Forum: Poser - OFFICIAL


Subject: How do I create shadows under a hair mesh?

freemarlie opened this issue on Mar 28, 2010 ยท 36 posts


bagginsbill posted Wed, 31 March 2010 at 9:22 AM

Whew. Like I said I don't have time to answer in detail. You threw in a ton more things, responding to things I never said.

You mentioned my (our) not understanding what radiosity is. That would be my point to you. You have repeatedly now talked about radiosity in a way that demonstrates you have confused its meaning with the term Global Illumination, or GI. Radiosity is a specific algorithm that attempts to solve the GI problem. There are dozens of others. No state of the art rendering engine uses radiosity, but all of them have a solution to the need for GI, some have many.

Start with that premise and rework your presentation. Or don't, but then we can't talk. I can't have a conversation with somebody who makes up or changes the meanings of words. Since much of your posts seem to be attempting to define these words for people, perhaps you should start with just linking to the definitions that already exist.

Like this:

http://en.wikipedia.org/wiki/Radiosity_(3D_computer_graphics)

And I would enhance that by quoting this excerpt:

Quote - Confusion about terminologyRadiosity was perhaps the first rendering algorithm in widespread use which accounted for diffuse indirect lighting. Earlier rendering algorithms, such as Whitted-style ray tracing were capable of computing effects such as reflections, refractions, and shadows, but despite being highly global phenomena, these effects were not commonly referred to as "global illumination." As a consequence, the term "global illumination" became confused with "diffuse interreflection," and "Radiosity" became confused with "global illumination" in popular parlance. However, the three are distinct concepts.

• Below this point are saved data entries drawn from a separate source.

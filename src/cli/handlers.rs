//! Command handlers. Each returns the process exit code.

use super::commands::{CompileArgs, ConfigArgs, PrefetchArgs, SplitArgs};
use super::output::{OutputFormat, OutputFormatter};
use crate::config::DerivekitConfig;
use crate::fs::{FileSystem, RealFileSystem};
use crate::glob::split;
use crate::prefetch::{register_all, FsDiscoveryHost};
use crate::preset::CompiledOptions;
use crate::rules::PatternKey;
use anyhow::{Context, Result};
use std::path::{Path, PathBuf};
use std::sync::Arc;
use tracing::{debug, error, info};

pub fn handle_compile(args: &CompileArgs, config: &DerivekitConfig) -> i32 {
    let fs: Arc<dyn FileSystem> = Arc::new(RealFileSystem::new());

    let result = compile(
        Arc::clone(&fs),
        config,
        args.context.as_deref(),
        args.config.as_deref(),
        args.resolve,
    )
    .and_then(|compiled| OutputFormatter::new(args.format.into()).format_compiled(&compiled));

    emit(result)
}

pub fn handle_split(args: &SplitArgs) -> i32 {
    let key = PatternKey::parse(&args.pattern);
    let global = key.global || args.global;

    let result = split(&key.pattern, global)
        .map_err(anyhow::Error::from)
        .and_then(|split| OutputFormatter::new(args.format.into()).format_split(&split));

    emit(result)
}

pub async fn handle_prefetch(args: &PrefetchArgs, config: &DerivekitConfig) -> i32 {
    let fs: Arc<dyn FileSystem> = Arc::new(RealFileSystem::new());

    let compiled = match compile(
        Arc::clone(&fs),
        config,
        args.context.as_deref(),
        args.config.as_deref(),
        false,
    ) {
        Ok(compiled) => compiled,
        Err(e) => {
            error!("{:#}", e);
            return 1;
        }
    };

    if compiled.prefetch.is_empty() {
        info!("No prefetch declarations under {}", compiled.context.display());
    }

    let host = FsDiscoveryHost::new(fs);
    let diagnostics = register_all(&host, &compiled.prefetch).await;
    let format: OutputFormat = args.format.into();

    match OutputFormatter::new(format).format_prefetch(&diagnostics) {
        Ok(output) => println!("{}", output),
        Err(e) => {
            error!("{:#}", e);
            return 1;
        }
    }

    if diagnostics.has_errors() {
        1
    } else {
        0
    }
}

pub fn handle_config(args: &ConfigArgs, config: &DerivekitConfig) -> i32 {
    emit(OutputFormatter::new(args.format.into()).format_config(config))
}

fn compile(
    fs: Arc<dyn FileSystem>,
    config: &DerivekitConfig,
    context: Option<&Path>,
    options_file: Option<&Path>,
    resolve_stages: bool,
) -> Result<CompiledOptions> {
    let context = resolve_context(fs.as_ref(), context)?;
    let options_file = options_file.unwrap_or(&config.options_file);
    debug!(
        "Compiling {} under {}",
        options_file.display(),
        context.display()
    );

    let merger = config.merger(fs, resolve_stages);
    let compiled = merger
        .merge(&context, Some(options_file))
        .with_context(|| format!("Failed to compile options for {}", context.display()))?;
    Ok(compiled)
}

fn resolve_context(fs: &dyn FileSystem, context: Option<&Path>) -> Result<PathBuf> {
    let context = match context {
        Some(path) => path.to_path_buf(),
        None => std::env::current_dir().context("Failed to read current directory")?,
    };
    if !fs.is_dir(&context) {
        anyhow::bail!("Context is not a directory: {}", context.display());
    }
    fs.canonicalize(&context)
}

fn emit(result: Result<String>) -> i32 {
    match result {
        Ok(output) => {
            println!("{}", output);
            0
        }
        Err(e) => {
            error!("{:#}", e);
            1
        }
    }
}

The radiosity method in the current computer graphics context derives from (and is fundamentally the same as) the radiosity method in heat transfer. In this context radiosity is the total radiative flux (both reflected and re-radiated) leaving a surface, also sometimes known as radiant exitance. Calculation of Radiosity rather than surface temperatures is a key aspect of the radiosity method that permits linear matrix methods to be applied to the problem.

I underlined and bolded the key point I was making - radiosity was the first widely known GI algorithm. It is not the way things are done today. When I said it was discredited, I did not say that GI was discredited, which is the point you seemed to be responding to. If I meant to say that GI was discredited, I would have said so. I meant that radiosity (the algorithm) is not the best way to get realism today.

I'm hesitant to talk about those other techniques because they're not relevant to Poser. But Google the phrase "unbiased renderer".